È proprio la voglia di essere parte di questo universo che ha portato alla nascita di altri grandi successi. Da una parte il futuro messo in scena a teatro con Harry Potter e la maledizione del bambino – visto anche sugli scaffali delle librerie italiane dal 2016. Dall’altra, il passato raccontato da Animali fantastici e dove trovarli, uscito nelle sale italiane nello stesso anno ma che riprende il titolo di un libro del 2001. Anche in questo caso attraverso quel libriccino, una “guida” di tutti gli animali e le creature del magico universo, il mondo di Harry Potter acquisisce contorni sempre più realistici. Nessuno leggerebbe una vera e propria enciclopedia di cose che non esistono, o no?

Le parole sono, per la mia opinione non tanto umile, la nostra fonte di magia più inesauribile, capace sia di ferire che di curare.
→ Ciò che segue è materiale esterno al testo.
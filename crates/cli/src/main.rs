mod cli;
mod logging;
mod run;
mod settings;

use anyhow::Result;
use clap::Parser;

use crate::cli::{Cli, Commands};

fn main() -> Result<()> {
    let cli = Cli::parse();
    cli.logging.init();

    match &cli.command {
        Commands::Unify(args) => run::unify(args),
        Commands::Normalize(args) => run::normalize(args),
        Commands::CheckConfig(args) => run::check_config(args),
    }
}
//! Error types for the market-unify system.

use thiserror::Error;

/// Result type alias using our Error type.
pub type Result<T> = std::result::Result<T, Error>;

/// Main error type for the market-unify system.
#[derive(Error, Debug)]
pub enum Error {
    /// Configuration error.
    #[error("Configuration error: {0}")]
    Config(String),

    /// Data error (invalid or missing data).
    #[error("Data error: {0}")]
    Data(String),

    /// Quote source failed to produce a batch.
    #[error("Source error ({source_id}): {message}")]
    Source { source_id: String, message: String },

    /// I/O error.
    #[error("I/O error: {0}")]
    Io(#[from] std::io::Error),

    /// JSON serialization/deserialization error.
    #[error("JSON error: {0}")]
    Json(#[from] serde_json::Error),
}

impl Error {
    /// Create a configuration error.
    pub fn config(msg: impl Into<String>) -> Self {
        Error::Config(msg.into())
    }

    /// Create a data error.
    pub fn data(msg: impl Into<String>) -> Self {
        Error::Data(msg.into())
    }

    /// Create a source error.
    pub fn source_failed(source_id: impl Into<String>, msg: impl Into<String>) -> Self {
        Error::Source {
            source_id: source_id.into(),
            message: msg.into(),
        }
    }

    /// Whether this error stems from configuration rather than data.
    pub fn is_config(&self) -> bool {
        matches!(self, Error::Config(_))
    }
}
//! Product name normalization.
//!
//! Maps a free-text event name to the key used for grouping: lower-cased,
//! punctuation trimmed from token edges, stop words and year tokens dropped,
//! whitespace collapsed. Removal works on whole tokens, so the order of the
//! stop-word list never changes the result.

use std::collections::HashSet;

use unify_core::config::NormalizerConfig;

/// Name normalizer built from a [`NormalizerConfig`].
#[derive(Debug, Clone)]
pub struct NameNormalizer {
    stop_words: HashSet<String>,
    punctuation: Vec<char>,
    strip_years: bool,
}

impl NameNormalizer {
    /// Create a normalizer from configuration.
    pub fn new(config: &NormalizerConfig) -> Self {
        Self {
            stop_words: config
                .stop_words
                .iter()
                .map(|w| w.trim().to_lowercase())
                .collect(),
            punctuation: config.punctuation.chars().collect(),
            strip_years: config.strip_years,
        }
    }

    /// Normalize a name. Never fails; an all-noise name yields "".
    pub fn normalize(&self, name: &str) -> String {
        let lowered = name.to_lowercase();
        let mut key = String::with_capacity(lowered.len());

        for raw in lowered.split_whitespace() {
            let token = raw.trim_matches(|c: char| self.punctuation.contains(&c));
            if token.is_empty() || self.is_removed(token) {
                continue;
            }
            if !key.is_empty() {
                key.push(' ');
            }
            key.push_str(token);
        }

        key
    }

    fn is_removed(&self, token: &str) -> bool {
        self.stop_words.contains(token) || (self.strip_years && is_year(token))
    }

    /// Number of configured stop words.
    pub fn stop_word_count(&self) -> usize {
        self.stop_words.len()
    }
}

impl Default for NameNormalizer {
    fn default() -> Self {
        Self::new(&NormalizerConfig::default())
    }
}

/// A 4-digit token such as "2024".
#[inline]
fn is_year(token: &str) -> bool {
    token.len() == 4 && token.bytes().all(|b| b.is_ascii_digit())
}
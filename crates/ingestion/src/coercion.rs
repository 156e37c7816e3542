//! Price coercion.
//!
//! Turns a [`RawPrice`] into a probability in [0, 1]. Failures are data
//! quality problems, reported as a [`PriceRejection`] so the caller can drop
//! the quote and count it.

use thiserror::Error;
use unify_core::RawPrice;

/// Why a raw price could not be used.
#[derive(Debug, Clone, PartialEq, Error)]
pub enum PriceRejection {
    /// No price was supplied.
    #[error("price is missing")]
    Missing,
    /// Text that does not parse as a number.
    #[error("price {0:?} is not numeric")]
    NotNumeric(String),
    /// JSON value of the wrong type.
    #[error("price has unsupported type: {0}")]
    UnsupportedType(String),
    /// NaN or infinite.
    #[error("price is not finite")]
    NonFinite,
    /// Finite but outside [0, 1].
    #[error("price {0} is outside [0, 1]")]
    OutOfRange(f64),
}

/// Coerce a raw price to a finite probability in [0, 1].
pub fn coerce_price(raw: &RawPrice) -> Result<f64, PriceRejection> {
    let value = match raw {
        RawPrice::Number(v) => *v,
        RawPrice::Text(text) => {
            let trimmed = text.trim();
            trimmed
                .parse::<f64>()
                .map_err(|_| PriceRejection::NotNumeric(trimmed.to_string()))?
        }
        RawPrice::Missing => return Err(PriceRejection::Missing),
        RawPrice::Other(value) => return Err(PriceRejection::UnsupportedType(value.to_string())),
    };

    if !value.is_finite() {
        return Err(PriceRejection::NonFinite);
    }
    if !(0.0..=1.0).contains(&value) {
        return Err(PriceRejection::OutOfRange(value));
    }
    Ok(value)
}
In ogni caso il successo è garantito proprio dal desiderio di immortalità che ogni fan desidera per la propria saga preferita. Questo è il cuore pulsante di ogni serie, che si tratti di televisione o libro. La fine porta con sé il desiderio di sapere sempre di più, ogni piccolo dettaglio dietro alla storia che tanto ha incantato diventa importante. Il rischio sempre presente è quello di mortificare l’opera originale che non insegue dichiaratamente il gusto di un pubblico già ben definito e noto ma che si manifesta in una naturalezza che si perde sempre con ogni prequel o sequel. Nel caso della serie spin-off di Animali Fantastici, in particolare, sembra quasi che l’intento principale sia dare risposta a tutte le domande rimaste (direi necessariamente) insolute con la prima saga. Il risultato è che la trama risulta particolarmente articolata e intricata per soddisfare la richiesta di spettacolarità del cinema. A soffrirne è principalmente la costruzione di quel quadro minuziosamente organizzato e pensato che ha fatto di Harry Potter un fenomeno globale che non teme il passare del tempo. Un universo immaginario la cui forza è di averci fatto credere che reale e magico coesistano perfettamente, illudendoci che, da un momento all’altro, potremmo davvero ricevere la lettera per Hogwarts.